When Should I Worry About...

How Heat Impacts Your Heart Health

July 9, 2024

By Leila Lopez Marks

Medicine has known for some time that excessive exposure to heat without proper safety measures can cause heat stroke, heat exhaustion and other heat-related ailments.

Now, studies are emerging that show excessive exposure to heat can cause a number of problems for one's heart as well.

An overview of how heat impacts your heart

So how is it that heat causes heart problems? According to Dr. Sadeer Al-Kindi, a cardiologist and researcher at Houston Methodist, heat acts as a stressor to the heart. This causes the heart to pump faster and stronger, which essentially means that at times it works harder than it needs to.

In addition, it changes the viscosity of the blood. Specifically, it makes the blood thinner, meaning it doesn't clot as easily. This may be especially dangerous for people who are already on blood-thinning medication.

"People who have disrupted heart function — for example, people with heart failure and people who've had prior heart attacks, strokes and other cardiovascular issues — are usually more susceptible to the impacts of the change in temperature," says Dr. Al-Kindi.

The question is, does prolonged exposure to heat increase one's chances of developing heart disease?

"We are not 100% sure whether this occurs only in people who have heart disease already or it's a new heart disease that forms," says Dr. Al-Kindi.

Dr. Al-Kindi adds that it's more likely than not that patients who die from heart disease during heat waves already had heart disease. In those cases, the heat makes it worse and causes heart attacks."

Temperature changes, especially quick and drastic ones, can also have an effect on one's body, not just the heart. Examples include hyperthermia (when body temperature gets too high), hypothermia (when body temperature gets too low), coma, organ failure and, in some severe cases, death.

How certain heart medications affect heat tolerance

In addition, certain medications can impact the heart negatively when the body is exposed to heat. There are three main classes of medication that can do this.

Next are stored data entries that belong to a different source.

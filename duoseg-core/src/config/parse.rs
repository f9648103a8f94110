//! Parser for the embedded device configuration
//!
//! Handles the small TOML subset the config file uses:
//! - `[section]` headers
//! - `key = integer` pairs
//! - `#` comments, full-line or trailing
//!
//! Strings, arrays and inline tables are not supported.

use super::types::{DeviceConfig, MAX_BRIGHTNESS, MAX_THRESHOLD, MIN_SETTLE_US};

/// Config parse error
#[derive(Debug, Clone, Copy, PartialEq, Eq)]
#[cfg_attr(feature = "defmt", derive(defmt::Format))]
pub enum ConfigError {
    /// Section header not recognised
    InvalidSection,
    /// Key not recognised in its section
    UnknownKey,
    /// Line is neither a header nor `key = value`
    InvalidLine,
    /// Value is not an integer of the expected type
    InvalidValue,
    /// Value parsed but is outside the allowed range
    OutOfRange,
}

impl core::fmt::Display for ConfigError {
    fn fmt(&self, f: &mut core::fmt::Formatter<'_>) -> core::fmt::Result {
        let msg = match self {
            ConfigError::InvalidSection => "unknown section",
            ConfigError::UnknownKey => "unknown key",
            ConfigError::InvalidLine => "malformed line",
            ConfigError::InvalidValue => "invalid value",
            ConfigError::OutOfRange => "value out of range",
        };
        f.write_str(msg)
    }
}

#[derive(Debug, Clone, Copy, PartialEq, Eq)]
enum Section {
    Root,
    Timing,
    Input,
    Display,
    Serial,
}

/// Parse the config text, starting from defaults
pub fn parse_config(input: &str) -> Result<DeviceConfig, ConfigError> {
    let mut config = DeviceConfig::default();
    let mut section = Section::Root;

    for line in input.lines() {
        let line = strip_comment(line).trim();

        if line.is_empty() {
            continue;
        }

        if line.starts_with('[') && line.ends_with(']') {
            section = parse_section_header(&line[1..line.len() - 1])?;
            continue;
        }

        let (key, value) = parse_key_value(line).ok_or(ConfigError::InvalidLine)?;
        apply_value(&mut config, section, key, value)?;
    }

    validate(&config)?;
    Ok(config)
}

fn strip_comment(line: &str) -> &str {
    match line.find('#') {
        Some(pos) => &line[..pos],
        None => line,
    }
}

fn parse_section_header(header: &str) -> Result<Section, ConfigError> {
    match header.trim() {
        "timing" => Ok(Section::Timing),
        "input" => Ok(Section::Input),
        "display" => Ok(Section::Display),
        "serial" => Ok(Section::Serial),
        _ => Err(ConfigError::InvalidSection),
    }
}

/// Split "key = value"
fn parse_key_value(line: &str) -> Option<(&str, &str)> {
    let eq_pos = line.find('=')?;
    let key = line[..eq_pos].trim();
    let value = line[eq_pos + 1..].trim();

    if key.is_empty() || value.is_empty() {
        return None;
    }

    Some((key, value))
}

/// Parse an integer, allowing `_` digit separators
fn parse_int<T: core::str::FromStr>(value: &str) -> Result<T, ConfigError> {
    let mut digits: heapless::String<16> = heapless::String::new();
    for ch in value.chars().filter(|&c| c != '_') {
        digits.push(ch).map_err(|_| ConfigError::InvalidValue)?;
    }
    digits.parse().map_err(|_| ConfigError::InvalidValue)
}

fn apply_value(
    config: &mut DeviceConfig,
    section: Section,
    key: &str,
    value: &str,
) -> Result<(), ConfigError> {
    let timing = &mut config.timing;
    let input = &mut config.input;

    match (section, key) {
        (Section::Timing, "blink_interval_ms") => timing.blink_interval_ms = parse_int(value)?,
        (Section::Timing, "blink_poll_ms") => timing.blink_poll_ms = parse_int(value)?,
        (Section::Timing, "settle_us") => timing.settle_us = parse_int(value)?,
        (Section::Input, "idle_timeout_ms") => input.idle_timeout_ms = parse_int(value)?,
        (Section::Input, "byte_timeout_ms") => input.byte_timeout_ms = parse_int(value)?,
        (Section::Input, "default_threshold") => input.default_threshold = parse_int(value)?,
        (Section::Display, "brightness") => config.display.brightness = parse_int(value)?,
        (Section::Serial, "baudrate") => config.serial.baudrate = parse_int(value)?,
        _ => return Err(ConfigError::UnknownKey),
    }
    Ok(())
}

fn validate(config: &DeviceConfig) -> Result<(), ConfigError> {
    let timing = &config.timing;
    let input = &config.input;

    let ok = timing.blink_interval_ms > 0
        && timing.blink_poll_ms > 0
        && timing.settle_us >= MIN_SETTLE_US
        && input.byte_timeout_ms > 0
        && input.idle_timeout_ms > input.byte_timeout_ms
        && (0..=MAX_THRESHOLD).contains(&input.default_threshold)
        && config.display.brightness <= MAX_BRIGHTNESS
        && config.serial.baudrate > 0;

    if ok {
        Ok(())
    } else {
        Err(ConfigError::OutOfRange)
    }
}
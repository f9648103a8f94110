//! Build script for duoseg-firmware
//!
//! - Sets up linker search paths and scripts for memory.x
//! - Validates display.toml at compile time

use std::env;
use std::fs::{self, File};
use std::io::Write;
use std::path::{Path, PathBuf};

/// Known keys per section, with their allowed integer range
const SCHEMA: &[(&str, &[(&str, i64, i64)])] = &[
    (
        "timing",
        &[
            ("blink_interval_ms", 1, u32::MAX as i64),
            ("blink_poll_ms", 1, u32::MAX as i64),
            ("settle_us", 10, u32::MAX as i64),
        ],
    ),
    (
        "input",
        &[
            ("idle_timeout_ms", 1, u32::MAX as i64),
            ("byte_timeout_ms", 1, u32::MAX as i64),
            ("default_threshold", 0, 99),
        ],
    ),
    ("display", &[("brightness", 0, 7)]),
    ("serial", &[("baudrate", 1, u32::MAX as i64)]),
];

fn main() {
    setup_linker();
    validate_config();
}

/// Set up linker search paths for memory.x
fn setup_linker() {
    let out_dir = PathBuf::from(env::var("OUT_DIR").unwrap());

    // Copy memory.x to the output directory
    let memory_x = include_bytes!("memory.x");
    let mut f = File::create(out_dir.join("memory.x")).unwrap();
    f.write_all(memory_x).unwrap();

    // Tell rustc where to find memory.x
    println!("cargo:rustc-link-search={}", out_dir.display());

    println!("cargo:rustc-link-arg-bins=--nmagic");
    println!("cargo:rustc-link-arg-bins=-Tlink.x");
    println!("cargo:rustc-link-arg-bins=-Tlink-rp.x");
    println!("cargo:rustc-link-arg-bins=-Tdefmt.x");

    // Re-run if memory.x changes
    println!("cargo:rerun-if-changed=memory.x");
    println!("cargo:rerun-if-changed=build.rs");
}

/// Validate display.toml at compile time
fn validate_config() {
    println!("cargo:rerun-if-changed=display.toml");

    let config_path = Path::new("display.toml");

    if !config_path.exists() {
        panic!(
            "\n\
            ╔══════════════════════════════════════════════════════════════════╗\n\
            ║  ERROR: display.toml not found!                                  ║\n\
            ║                                                                  ║\n\
            ║  The firmware embeds display.toml at build time.                 ║\n\
            ║  Please create one in the duoseg-firmware directory.             ║\n\
            ╚══════════════════════════════════════════════════════════════════╝\n"
        );
    }

    let config_content = match fs::read_to_string(config_path) {
        Ok(content) => content,
        Err(e) => {
            panic!(
                "\n\
                ╔══════════════════════════════════════════════════════════════════╗\n\
                ║  ERROR: Failed to read display.toml                              ║\n\
                ║                                                                  ║\n\
                ║  Error: {:<56} ║\n\
                ╚══════════════════════════════════════════════════════════════════╝\n",
                e
            );
        }
    };

    let config: toml::Value = match toml::from_str(&config_content) {
        Ok(value) => value,
        Err(e) => {
            let error_msg = e.to_string();
            panic!(
                "\n\
                ╔══════════════════════════════════════════════════════════════════╗\n\
                ║  ERROR: Invalid TOML syntax in display.toml                      ║\n\
                ╠══════════════════════════════════════════════════════════════════╣\n\
                ║                                                                  ║\n\
                {}\n\
                ║                                                                  ║\n\
                ╚══════════════════════════════════════════════════════════════════╝\n",
                format_error_lines(&error_msg)
            );
        }
    };

    let mut errors = validate_schema(&config);
    errors.extend(validate_timeouts(&config));

    if !errors.is_empty() {
        panic!(
            "\n\
            ╔══════════════════════════════════════════════════════════════════╗\n\
            ║  ERROR: Invalid display.toml                                     ║\n\
            ╠══════════════════════════════════════════════════════════════════╣\n\
            {}\n\
            ╚══════════════════════════════════════════════════════════════════╝\n",
            errors
                .iter()
                .map(|e| format!("║  • {:<62} ║", e))
                .collect::<Vec<_>>()
                .join("\n")
        );
    }

    println!("cargo:warning=display.toml validated successfully");
}

/// Format error message lines with box drawing
fn format_error_lines(msg: &str) -> String {
    msg.lines()
        .map(|line| {
            let truncated = if line.len() > 64 {
                format!("{}...", &line[..61])
            } else {
                line.to_string()
            };
            format!("║  {:<64} ║", truncated)
        })
        .collect::<Vec<_>>()
        .join("\n")
}

/// Check sections, keys and value ranges against `SCHEMA`
///
/// The firmware's own parser accepts only flat integer keys, so anything
/// else is rejected here rather than at boot.
fn validate_schema(config: &toml::Value) -> Vec<String> {
    let mut errors = Vec::new();

    let root = match config.as_table() {
        Some(t) => t,
        None => return errors,
    };

    for (section, body) in root {
        let keys = match SCHEMA.iter().find(|(name, _)| name == section) {
            Some((_, keys)) => keys,
            None => {
                errors.push(format!("unknown section [{}]", section));
                continue;
            }
        };

        let body = match body.as_table() {
            Some(t) => t,
            None => {
                errors.push(format!("[{}] must be a table", section));
                continue;
            }
        };

        for (key, value) in body {
            let (_, min, max) = match keys.iter().find(|(name, _, _)| name == key) {
                Some(entry) => entry,
                None => {
                    errors.push(format!("[{}] unknown key '{}'", section, key));
                    continue;
                }
            };

            match value.as_integer() {
                Some(v) if v < *min || v > *max => {
                    errors.push(format!("[{}] {} must be {}-{}", section, key, min, max));
                }
                Some(_) => {}
                None => errors.push(format!("[{}] {} must be an integer", section, key)),
            }
        }
    }

    errors
}

/// The idle timeout must be longer than a single UART read
fn validate_timeouts(config: &toml::Value) -> Vec<String> {
    let input = config.get("input");
    let get = |key: &str| input.and_then(|t| t.get(key)).and_then(|v| v.as_integer());

    let idle = get("idle_timeout_ms").unwrap_or(60_000);
    let byte = get("byte_timeout_ms").unwrap_or(100);

    if idle <= byte {
        vec![format!(
            "[input] idle_timeout_ms ({}) must exceed byte_timeout_ms ({})",
            idle, byte
        )]
    } else {
        Vec::new()
    }
}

  • Beta blockers – Most commonly prescribed for blood pressure but also used to help manage heart failure and heart attacks, beta blockers can make people more vulnerable to the heat because they reduce blood flow to the skin and make it harder for the body to cool itself down and regulate temperature.
  • Aspirin – A blood thinner, aspirin makes people more sensitive to temperature changes, according to one study.
  • Diuretics (water pills) – Typically prescribed to people with kidney problems, congestive heart failure or high blood pressure, diuretics encourage the body to urinate more frequently, which, during hotter weather, can cause electrolyte imbalances and make it harder for the body to regulate its temperature.


"If you live in hot weather, you lose a lot of water through sweat and that may make people more prone to having dehydration because we're prescribing them a water pill at the same time," Dr. Al-Kindi explains.

Heart health, heat & demographics

Older individuals, such as people aged 65 and older, are at higher susceptibility for heat's adverse effects.

"As we age, our homeostatic system, the system that keeps us in check gets weaker, so as you get older you become more vulnerable to the impacts of various environmental exposures," says Dr. Al-Kindi.

Tips to keep your heart healthy during hot weather

Given this new information, what are some mitigation strategies for lessening your chances of potentially developing heart disease or another heart-related illness as a result of excessive heat exposure?

  • Try to avoid temperature changes as much as possible. For those of us living in Houston where it is harder to do so, try to stay in air-conditioned places as much as possible. If you work outside for a living, bring cold packs and cold towels to help keep you cool as you work.
  • Stay hydrated as much as possible. This is especially important if you are on any of aspirin, beta blockers or diuretics.